October 30, 2017 / 8:19 AM / a year ago

VW brand upbeat as cost cuts, new models boost earnings

BERLIN (Reuters) - Cost cutting and new models such as the Arteon fastback should continue to boost Volkswagen’s (VOWG_p.DE) main car brand in the fourth quarter after it doubled core earnings in July-September, it said on Monday.

FILE PHOTO: Volkswagen's logos are pictured at the 45th Tokyo Motor Show in Tokyo, Japan October 25, 2017. REUTERS/Kim Kyung-Hoon/File Photo

Analysts see reviving the VW brand, which has long suffered from high staff and development costs, as crucial to the group’s ability to recover from its diesel emissions scandal.

The brand said on Monday it expected sales and profits to keep growing in October-December, despite the hit across the industry to demand for diesel vehicles and their resale value in the wake of the German carmaker’s 2015 scandal.

“Our model offensive is increasingly paying off, the turnaround programs in the markets are having an effect,” VW brand chief Herbert Diess said in a statement.

Operating profit at the brand doubled to 728 million euros ($847 million) in the three months to Sept. 30, helped by cost cuts and staff reductions agreed with labor unions last year.

Volkswagen shares were up 2.9 percent to 156.40 euros at 1150 GMT.

By contrast, the group’s premium Audi division (NSUG.DE) said it was bracing for a “demanding quarter” with costs for vehicle overhauls including the high-end A6, A7 and A8 as well as the Q3 and A1 compacts weighing on results.

Audi’s quarterly profit and sales were broadly flat, held back by spending on foreign capacity and electrification of its model fleet.

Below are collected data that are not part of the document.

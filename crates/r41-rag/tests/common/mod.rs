//! Scripted providers shared by the integration tests

#![allow(dead_code)]

use async_trait::async_trait;
use futures::stream::{self, StreamExt};
use parking_lot::Mutex;
use std::sync::atomic::{AtomicBool, AtomicUsize, Ordering};
use std::sync::Arc;
use std::time::Duration;

use r41_rag::config::RagConfig;
use r41_rag::error::{Error, Result};
use r41_rag::faq::{FaqEntry, FaqMatcher};
use r41_rag::generation::TokenStream;
use r41_rag::pipeline::{AnswerPipeline, StageModels};
use r41_rag::providers::{EmbeddingProvider, GenerationRequest, LlmProvider};
use r41_rag::retrieval::{HybridRetriever, Retriever};
use r41_rag::types::{Document, RetrievalResult, ScoredDocument};

/// Which stage a generation request came from
#[derive(Debug, Clone, Copy, PartialEq, Eq)]
pub enum Stage {
    Rewrite,
    Route,
    Decompose,
    Answer,
}

impl Stage {
    fn of(request: &GenerationRequest) -> Self {
        let system = request.system.as_deref().unwrap_or("");
        if system.contains("You rewrite questions") {
            Stage::Rewrite
        } else if system.contains("You route questions") {
            Stage::Route
        } else if system.contains("search queries") {
            Stage::Decompose
        } else {
            Stage::Answer
        }
    }
}

/// How the answer stage behaves
#[derive(Debug, Clone)]
pub enum AnswerScript {
    /// Emit these fragments, then end
    Fragments(Vec<String>),
    /// Emit these fragments, then fail
    FailAfter(Vec<String>),
    /// Refuse to start
    FailToStart,
    /// Emit a fragment every `interval`, forever
    Endless { interval: Duration },
}

/// Fake LLM answering every stage from a script
pub struct ScriptedLlm {
    pub route_reply: String,
    pub decompose_reply: String,
    /// `None` echoes the question back
    pub rewrite_reply: Option<String>,
    /// Echo with "this year" replaced by the academic year from the prompt
    pub resolve_dates: bool,
    pub answer: AnswerScript,
    pub calls: Mutex<Vec<Stage>>,
    pub answer_prompts: Mutex<Vec<GenerationRequest>>,
    /// Fragments pulled from the answer stream
    pub pulled: Arc<AtomicUsize>,
    /// Set when the answer stream is dropped
    pub answer_dropped: Arc<AtomicBool>,
}

impl ScriptedLlm {
    pub fn in_domain(fragments: &[&str]) -> Self {
        Self {
            route_reply: r#"{"route": "vector_search", "confidence": 0.92}"#.to_string(),
            decompose_reply: "R41 robotics night date\nR41 events calendar".to_string(),
            rewrite_reply: None,
            resolve_dates: false,
            answer: AnswerScript::Fragments(fragments.iter().map(|f| f.to_string()).collect()),
            calls: Mutex::new(Vec::new()),
            answer_prompts: Mutex::new(Vec::new()),
            pulled: Arc::new(AtomicUsize::new(0)),
            answer_dropped: Arc::new(AtomicBool::new(false)),
        }
    }

    pub fn out_of_domain() -> Self {
        Self {
            route_reply: r#"{"route": "irrelevant", "confidence": 0.97}"#.to_string(),
            ..Self::in_domain(&["should never be generated"])
        }
    }

    pub fn with_route_reply(mut self, reply: &str) -> Self {
        self.route_reply = reply.to_string();
        self
    }

    pub fn with_decompose_reply(mut self, reply: &str) -> Self {
        self.decompose_reply = reply.to_string();
        self
    }

    pub fn with_date_resolution(mut self) -> Self {
        self.resolve_dates = true;
        self
    }

    pub fn with_answer(mut self, answer: AnswerScript) -> Self {
        self.answer = answer;
        self
    }

    pub fn stages(&self) -> Vec<Stage> {
        self.calls.lock().clone()
    }

    pub fn count(&self, stage: Stage) -> usize {
        self.calls.lock().iter().filter(|s| **s == stage).count()
    }
}

struct DropFlag(Arc<AtomicBool>);

impl Drop for DropFlag {
    fn drop(&mut self) {
        self.0.store(true, Ordering::SeqCst);
    }
}

#[async_trait]
impl LlmProvider for ScriptedLlm {
    async fn generate(&self, request: &GenerationRequest) -> Result<String> {
        let stage = Stage::of(request);
        self.calls.lock().push(stage);
        match stage {
            Stage::Rewrite => {
                if let Some(reply) = &self.rewrite_reply {
                    return Ok(reply.clone());
                }
                let prompt = request.prompt();
                let question = prompt.rsplit("Question: ").next().unwrap_or(prompt).to_string();
                let year = request
                    .system
                    .as_deref()
                    .and_then(|s| s.split("The current academic year is ").nth(1))
                    .and_then(|rest| rest.split(" and").next());
                match year {
                    Some(year) if self.resolve_dates => {
                        Ok(question.replace("this year", &format!("in {}", year)))
                    }
                    _ => Ok(question),
                }
            }
            Stage::Route => Ok(self.route_reply.clone()),
            Stage::Decompose => Ok(self.decompose_reply.clone()),
            Stage::Answer => Err(Error::llm("answers are streamed")),
        }
    }

    async fn generate_stream(&self, request: &GenerationRequest) -> Result<TokenStream> {
        let stage = Stage::of(request);
        if stage != Stage::Answer {
            let text = self.generate(request).await?;
            return Ok(stream::once(async move { Ok(text) }).boxed());
        }
        self.calls.lock().push(stage);
        self.answer_prompts.lock().push(request.clone());

        let pulled = Arc::clone(&self.pulled);
        let guard = DropFlag(Arc::clone(&self.answer_dropped));
        let stream = match self.answer.clone() {
            AnswerScript::FailToStart => return Err(Error::llm("backend unavailable")),
            AnswerScript::Fragments(fragments) => stream::iter(fragments.into_iter().map(Ok)).boxed(),
            AnswerScript::FailAfter(fragments) => stream::iter(fragments.into_iter().map(Ok))
                .chain(stream::once(async { Err(Error::llm("connection reset")) }))
                .boxed(),
            AnswerScript::Endless { interval } => stream::unfold(0usize, move |n| async move {
                tokio::time::sleep(interval).await;
                Some((Ok(format!("tok{} ", n)), n + 1))
            })
            .boxed(),
        };

        Ok(stream
            .inspect(move |_| {
                let _keep = &guard;
                pulled.fetch_add(1, Ordering::SeqCst);
            })
            .boxed())
    }

    async fn health_check(&self) -> Result<bool> {
        Ok(true)
    }

    fn name(&self) -> &str {
        "scripted"
    }

    fn model(&self) -> &str {
        "scripted-1"
    }
}

/// Retriever returning a fixed list and counting its calls
pub struct FixedRetriever {
    pub documents: Vec<Document>,
    pub calls: AtomicUsize,
}

impl FixedRetriever {
    pub fn new(contents: &[&str]) -> Self {
        Self {
            documents: contents.iter().map(|c| Document::new(*c, "kb.md")).collect(),
            calls: AtomicUsize::new(0),
        }
    }

    pub fn calls(&self) -> usize {
        self.calls.load(Ordering::SeqCst)
    }
}

#[async_trait]
impl Retriever for FixedRetriever {
    async fn retrieve(&self, _query: &str, k: usize) -> Result<RetrievalResult> {
        self.calls.fetch_add(1, Ordering::SeqCst);
        Ok(self
            .documents
            .iter()
            .take(k)
            .enumerate()
            .map(|(i, d)| ScoredDocument::new(d.clone(), 1.0 / (i + 1) as f32))
            .collect())
    }

    fn name(&self) -> &str {
        "fixed"
    }
}

/// Bag-of-keywords embedder that records every text it embeds
pub struct KeywordEmbedder {
    pub embedded: Mutex<Vec<String>>,
}

impl KeywordEmbedder {
    pub const VOCABULARY: [&'static str; 6] = ["r41", "club", "robotics", "arduino", "workshop", "president"];

    pub fn new() -> Self {
        Self {
            embedded: Mutex::new(Vec::new()),
        }
    }

    pub fn vector(text: &str) -> Vec<f32> {
        let lower = text.to_lowercase();
        let words: Vec<&str> = lower
            .split(|c: char| !c.is_alphanumeric())
            .filter(|w| !w.is_empty())
            .collect();
        Self::VOCABULARY
            .iter()
            .map(|term| words.iter().filter(|w| w.starts_with(term)).count() as f32)
            .collect()
    }

    pub fn embedded(&self) -> Vec<String> {
        self.embedded.lock().clone()
    }
}

#[async_trait]
impl EmbeddingProvider for KeywordEmbedder {
    async fn embed(&self, text: &str) -> Result<Vec<f32>> {
        self.embedded.lock().push(text.to_string());
        Ok(Self::vector(text))
    }

    fn dimensions(&self) -> usize {
        Self::VOCABULARY.len()
    }

    async fn health_check(&self) -> Result<bool> {
        Ok(true)
    }

    fn name(&self) -> &str {
        "keyword"
    }
}

/// Embeds every text to the same vector
pub struct ConstantEmbedder;

#[async_trait]
impl EmbeddingProvider for ConstantEmbedder {
    async fn embed(&self, _text: &str) -> Result<Vec<f32>> {
        Ok(vec![1.0, 0.0])
    }

    fn dimensions(&self) -> usize {
        2
    }

    async fn health_check(&self) -> Result<bool> {
        Ok(true)
    }

    fn name(&self) -> &str {
        "constant"
    }
}

pub fn faq() -> Arc<FaqMatcher> {
    Arc::new(FaqMatcher::new(vec![
        FaqEntry::new("What is R41?", "R41 is the robotics club of ENSAB."),
        FaqEntry::new("How can I join the club?", "Fill in the membership form on our Instagram."),
    ]))
}

pub fn test_config() -> RagConfig {
    let mut config = RagConfig::default();
    config.pipeline.deadline_secs = None;
    config.pipeline.stream_buffer = 4;
    config
}

/// Pipeline over `llm` for every stage and a single fixed retriever
pub fn pipeline(
    config: &RagConfig,
    llm: Arc<ScriptedLlm>,
    retriever: Arc<FixedRetriever>,
    faq: Option<Arc<FaqMatcher>>,
) -> AnswerPipeline {
    let hybrid = HybridRetriever::new(config.retrieval.rrf_k).with_retriever(retriever, 1.0);
    AnswerPipeline::new(config, StageModels::shared(llm), Arc::new(hybrid), faq)
}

The VW brand now expects its operating margin to moderately exceed a 2.5-3.5 percent target range this year, it said.

That is in line with the more upbeat profit outlook announced by parent Volkswagen on Friday.

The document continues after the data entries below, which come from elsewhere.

//! BM25 keyword retrieval over the indexed passages

use async_trait::async_trait;
use std::collections::{HashMap, HashSet};
use std::sync::Arc;
use unicode_segmentation::UnicodeSegmentation;

use crate::error::Result;
use crate::types::{Document, RetrievalResult, ScoredDocument};

use super::Retriever;

/// Term-frequency saturation
pub const BM25_K1: f32 = 1.5;
/// Length normalisation
pub const BM25_B: f32 = 0.75;

/// Lowercased word tokens; single characters are dropped
pub fn tokenize(text: &str) -> Vec<String> {
    text.unicode_words()
        .map(|w| w.to_lowercase())
        .filter(|w| w.chars().count() >= 2)
        .collect()
}

/// Immutable BM25 index built once from the knowledge base
#[derive(Debug, Default)]
pub struct Bm25Index {
    documents: Vec<Document>,
    term_freqs: Vec<HashMap<String, u32>>,
    lengths: Vec<usize>,
    doc_freqs: HashMap<String, usize>,
    avg_length: f32,
    k1: f32,
    b: f32,
}

impl Bm25Index {
    pub fn new(documents: Vec<Document>) -> Self {
        Self::with_params(documents, BM25_K1, BM25_B)
    }

    pub fn with_params(documents: Vec<Document>, k1: f32, b: f32) -> Self {
        let mut term_freqs = Vec::with_capacity(documents.len());
        let mut lengths = Vec::with_capacity(documents.len());
        let mut doc_freqs: HashMap<String, usize> = HashMap::new();

        for doc in &documents {
            let tokens = tokenize(&doc.content);
            lengths.push(tokens.len());

            let mut tf: HashMap<String, u32> = HashMap::new();
            for token in tokens {
                *tf.entry(token).or_insert(0) += 1;
            }
            for term in tf.keys() {
                *doc_freqs.entry(term.clone()).or_insert(0) += 1;
            }
            term_freqs.push(tf);
        }

        let avg_length = if lengths.is_empty() {
            0.0
        } else {
            lengths.iter().sum::<usize>() as f32 / lengths.len() as f32
        };

        tracing::debug!(
            "Built BM25 index: {} passages, {} terms",
            documents.len(),
            doc_freqs.len()
        );

        Self {
            documents,
            term_freqs,
            lengths,
            doc_freqs,
            avg_length,
            k1,
            b,
        }
    }

    pub fn len(&self) -> usize {
        self.documents.len()
    }

    pub fn is_empty(&self) -> bool {
        self.documents.is_empty()
    }

    fn idf(&self, term: &str) -> f32 {
        let df = self.doc_freqs.get(term).copied().unwrap_or(0);
        if df == 0 {
            return 0.0;
        }
        let n = self.documents.len() as f32;
        let df = df as f32;
        (1.0 + ((n - df + 0.5) / (df + 0.5)).max(0.0)).ln()
    }

    /// BM25 score of every passage for `query`, in index order
    pub fn scores(&self, query: &str) -> Vec<f32> {
        let terms: HashSet<String> = tokenize(query).into_iter().collect();
        let idfs: Vec<(String, f32)> = terms
            .into_iter()
            .map(|t| {
                let idf = self.idf(&t);
                (t, idf)
            })
            .filter(|(_, idf)| *idf > 0.0)
            .collect();

        self.term_freqs
            .iter()
            .zip(&self.lengths)
            .map(|(tf, &len)| {
                let norm = if self.avg_length > 0.0 {
                    1.0 - self.b + self.b * len as f32 / self.avg_length
                } else {
                    1.0
                };
                idfs.iter()
                    .map(|(term, idf)| {
                        let f = tf.get(term).copied().unwrap_or(0) as f32;
                        idf * f * (self.k1 + 1.0) / (f + self.k1 * norm)
                    })
                    .sum()
            })
            .collect()
    }

    /// Top `k` passages with a positive score; ties keep index order
    pub fn search(&self, query: &str, k: usize) -> RetrievalResult {
        let mut ranked: Vec<(usize, f32)> = self
            .scores(query)
            .into_iter()
            .enumerate()
            .filter(|(_, s)| *s > 0.0)
            .collect();
        ranked.sort_by(|a, b| b.1.partial_cmp(&a.1).unwrap_or(std::cmp::Ordering::Equal));

        ranked
            .into_iter()
            .take(k)
            .map(|(i, score)| ScoredDocument::new(self.documents[i].clone(), score))
            .collect()
    }
}

/// Keyword retriever backed by a shared [`Bm25Index`]
pub struct LexicalRetriever {
    index: Arc<Bm25Index>,
}

impl LexicalRetriever {
    pub fn new(index: Arc<Bm25Index>) -> Self {
        Self { index }
    }
}

#[async_trait]
impl Retriever for LexicalRetriever {
    async fn retrieve(&self, query: &str, k: usize) -> Result<RetrievalResult> {
        let results = self.index.search(query, k);
        tracing::debug!("Lexical retrieval: {} hits", results.len());
        Ok(results)
    }

    fn name(&self) -> &str {
        "lexical"
    }
}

The VW brand is aiming to raise the margin to at least 4 percent by 2020 and 6 percent by 2025 - still lagging some major competitors such as Japan’s Toyota (7203.T) and PSA Group (PEUP.PA).

Brand revenue could increase around 10 percent this year on 2016 levels, VW said, keeping previous guidance and citing demand in markets such as the United States, Brazil and Russia after reporting an 8.3 percent gain in year-to-date revenue.

Fixed costs at the brand were flat in July-September, despite a growing number of model launches which have included the top-of-the-line Arteon and the redesigned Polo subcompact, it said, without being more specific.

Analysts expect VW brand earnings to keep growing next year on the back of more higher-margin sport-utility vehicles such as the all-new T-Roc and redesigned Touareg, as well as the ongoing restructuring efforts.

VW’s upbeat comments echo recent announcements by peers.

Last week, PSA and Renault (RENA.PA) revised up their market outlooks after quarterly revenue increases.